The task: Even the shortest line counts, so transcribe all the data exactly.

Recorded information:
pub mod app_user_wallet;
pub mod app_wallet_transaction;
pub mod app_withdrawal_record;

pub use app_user_wallet::AppUserWallet;
pub use app_wallet_transaction::AppWalletTransaction;
pub use app_withdrawal_record::AppWithdrawalRecord;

Answer for the task:
pub mod app_user_wallet;
pub mod app_wallet_transaction;
pub mod app_withdrawal_record;

pub use app_user_wallet::AppUserWallet;
pub use app_wallet_transaction::AppWalletTransaction;
pub use app_withdrawal_record::AppWithdrawalRecord;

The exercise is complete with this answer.